╭─ Entries supplied

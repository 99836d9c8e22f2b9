//! An append-only, multi-series measurement log: a compact binary writer
//! and reader pair with delta-encoded integer timestamps, half/single/double
//! float storage, and unit-converting iterators.

pub mod convert;
pub mod error;
pub mod pack;
pub mod reader;
pub mod schema;
pub mod writer;

pub use convert::{units_compatible, units_conversion_ratio, ConversionIterator, DataIterator};
pub use error::LogError;
pub use reader::{LogReader, SeriesIterator};
pub use schema::{DataPoint, Precision, SeriesHandle, SeriesSchema, Unit, Value};
pub use writer::LogWriter;
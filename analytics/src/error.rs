use benchlog_log::LogError;
use thiserror::Error;

#[derive(Debug, Error)]
pub enum AnalyticsError {
    #[error("unsupported confidence level: {0}")]
    UnsupportedConfidence(f64),
    #[error("percentile must be in (0, 1], got {0}")]
    InvalidPercentile(f64),
    #[error(transparent)]
    Log(#[from] LogError),
}
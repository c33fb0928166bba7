use alloc::vec::Vec;

use super::handle::Handle;

/// Append-only slot storage. Handles stay valid for the life of the arena and are never recycled.
#[derive(Clone)]
pub(crate) struct Arena<T> {
    slots: Vec<T>,
}

impl<T> Arena<T> {
    pub(crate) const fn new() -> Self {
        Self { slots: Vec::new() }
    }

    pub(crate) fn with_capacity(capacity: usize) -> Self {
        Self {
            slots: Vec::with_capacity(capacity),
        }
    }

    pub(crate) fn capacity(&self) -> usize {
        self.slots.capacity()
    }

    pub(crate) fn reserve(&mut self, additional: usize) {
        self.slots.reserve(additional);
    }

    pub(crate) const fn len(&self) -> usize {
        self.slots.len()
    }

    pub(crate) fn alloc(&mut self, element: T) -> Handle {
        assert!(
            self.slots.len() <= Handle::MAX,
            "`Arena::alloc()` - arena is at maximum capacity ({})",
            Handle::MAX + 1
        );
        self.slots.push(element);
        Handle::from_index(self.slots.len() - 1)
    }

    /// Returns the element behind `handle`, or `None` if the handle was never allocated here.
    #[inline]
    pub(crate) fn try_get(&self, handle: Handle) -> Option<&T> {
        self.slots.get(handle.to_index())
    }

    #[inline]
    pub(crate) fn try_get_mut(&mut self, handle: Handle) -> Option<&mut T> {
        self.slots.get_mut(handle.to_index())
    }

    #[inline]
    pub(crate) fn get(&self, handle: Handle) -> &T {
        self.try_get(handle).expect("`Arena::get()` - `handle` is invalid!")
    }

    #[inline]
    pub(crate) fn get_mut(&mut self, handle: Handle) -> &mut T {
        self.try_get_mut(handle).expect("`Arena::get_mut()` - `handle` is invalid!")
    }
}
use core::fmt;

use crate::error::Result;
use crate::navigator::Navigator;
use crate::raw::{Handle, RawOSAvlTree};

mod capacity;
mod dump;
mod order_statistic;

pub use dump::{BreadthFirst, NodeInfo};

/// An ordered set of `i64` keys kept in a height-balanced (AVL) tree.
///
/// Every node caches the size of its subtree, which turns [`rank`](OSAvlSet::rank) and
/// [`count_in_range`](OSAvlSet::count_in_range) into single root-to-leaf walks.
///
/// Keys cannot be removed. Each inserted key receives a [`Handle`] that stays valid for
/// the life of the set and can be used with [`navigator_at`](OSAvlSet::navigator_at).
///
/// # Examples
///
/// ```
/// use osavl_tree::OSAvlSet;
///
/// let mut set = OSAvlSet::new();
/// set.insert(10).unwrap();
/// set.insert(20).unwrap();
///
/// assert_eq!(set.count_in_range(8, 31), 2);
/// assert_eq!(set.count_in_range(6, 9), 0);
///
/// set.insert(30).unwrap();
/// set.insert(40).unwrap();
/// assert_eq!(set.count_in_range(15, 40), 3);
/// ```
#[derive(Clone)]
pub struct OSAvlSet {
    tree: RawOSAvlTree,
}

impl OSAvlSet {
    /// Makes a new, empty `OSAvlSet`.
    ///
    /// # Examples
    ///
    /// ```
    /// use osavl_tree::OSAvlSet;
    ///
    /// let set = OSAvlSet::new();
    /// assert!(set.is_empty());
    /// ```
    #[must_use]
    pub fn new() -> Self {
        Self {
            tree: RawOSAvlTree::new(),
        }
    }

    /// Builds a set from `keys`, stopping at the first structural error.
    ///
    /// # Errors
    ///
    /// Propagates any [`Error::InvalidStructure`](crate::Error::InvalidStructure) raised by
    /// [`insert`](OSAvlSet::insert).
    ///
    /// # Examples
    ///
    /// ```
    /// use osavl_tree::OSAvlSet;
    ///
    /// let set = OSAvlSet::try_from_iter([3, 1, 2, 3]).unwrap();
    /// assert_eq!(set.len(), 3);
    /// ```
    pub fn try_from_iter<I: IntoIterator<Item = i64>>(keys: I) -> Result<Self> {
        let mut set = Self::new();
        set.try_extend(keys)?;
        Ok(set)
    }

    /// Inserts every key from `keys`, stopping at the first structural error.
    ///
    /// # Errors
    ///
    /// Propagates any [`Error::InvalidStructure`](crate::Error::InvalidStructure) raised by
    /// [`insert`](OSAvlSet::insert).
    pub fn try_extend<I: IntoIterator<Item = i64>>(&mut self, keys: I) -> Result<()> {
        for key in keys {
            self.insert(key)?;
        }
        Ok(())
    }

    /// Adds a key to the set.
    ///
    /// Returns whether the key was newly inserted. Inserting a key that is already
    /// present leaves the set untouched and returns `Ok(false)`.
    ///
    /// # Errors
    ///
    /// [`Error::InvalidStructure`](crate::Error::InvalidStructure) if rebalancing finds the
    /// tree's links inconsistent. This indicates a bug, not a recoverable condition.
    ///
    /// # Complexity
    ///
    /// O(log n)
    ///
    /// # Examples
    ///
    /// ```
    /// use osavl_tree::OSAvlSet;
    ///
    /// let mut set = OSAvlSet::new();
    /// assert_eq!(set.insert(2), Ok(true));
    /// assert_eq!(set.insert(2), Ok(false));
    /// assert_eq!(set.len(), 1);
    /// ```
    pub fn insert(&mut self, key: i64) -> Result<bool> {
        self.tree.insert(key)
    }

    /// Returns `true` if the set contains `key`.
    ///
    /// # Examples
    ///
    /// ```
    /// use osavl_tree::OSAvlSet;
    ///
    /// let set = OSAvlSet::try_from_iter([1, 2, 3]).unwrap();
    /// assert!(set.contains(1));
    /// assert!(!set.contains(4));
    /// ```
    #[must_use]
    pub fn contains(&self, key: i64) -> bool {
        Navigator::seek(&self.tree, key).key() == Ok(key)
    }

    /// Returns the number of keys in the set.
    #[must_use]
    pub const fn len(&self) -> usize {
        self.tree.len()
    }

    /// Returns `true` if the set contains no keys.
    #[must_use]
    pub const fn is_empty(&self) -> bool {
        self.tree.len() == 0
    }

    /// Returns the height of the tree: 0 when empty, 1 for a single key.
    ///
    /// # Examples
    ///
    /// ```
    /// use osavl_tree::OSAvlSet;
    ///
    /// let set = OSAvlSet::try_from_iter(1..=7).unwrap();
    /// assert_eq!(set.height(), 3);
    /// ```
    #[must_use]
    pub fn height(&self) -> u32 {
        self.tree.height_of(self.tree.root())
    }

    /// Returns a navigator positioned at the root.
    ///
    /// On an empty set the navigator is not positioned on any node.
    #[must_use]
    pub fn navigator(&self) -> Navigator<'_> {
        Navigator::at_root(&self.tree)
    }

    /// Returns a navigator positioned on the node named by `handle`.
    ///
    /// If `handle` does not name a node of this set the navigator starts out invalid.
    #[must_use]
    pub fn navigator_at(&self, handle: Handle) -> Navigator<'_> {
        Navigator::at(&self.tree, handle)
    }
}

impl Default for OSAvlSet {
    /// Creates an empty `OSAvlSet`.
    fn default() -> Self {
        Self::new()
    }
}

impl fmt::Debug for OSAvlSet {
    fn fmt(&self, f: &mut fmt::Formatter<'_>) -> fmt::Result {
        f.debug_struct("OSAvlSet")
            .field("len", &self.len())
            .field("tree", &format_args!("{self}"))
            .finish()
    }
}
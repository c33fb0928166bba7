mod arena;
mod handle;
mod node;
mod raw_osavl_tree;

pub use handle::Handle;
pub(crate) use node::Node;
pub(crate) use raw_osavl_tree::RawOSAvlTree;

╰─

*What to work on*: Return all lines of the data in which the string "Option" appears.

*Output for this exercise*:
    pub(crate) fn try_get(&self, handle: Handle) -> Option<&T> {
    pub(crate) fn try_get_mut(&mut self, handle: Handle) -> Option<&mut T> {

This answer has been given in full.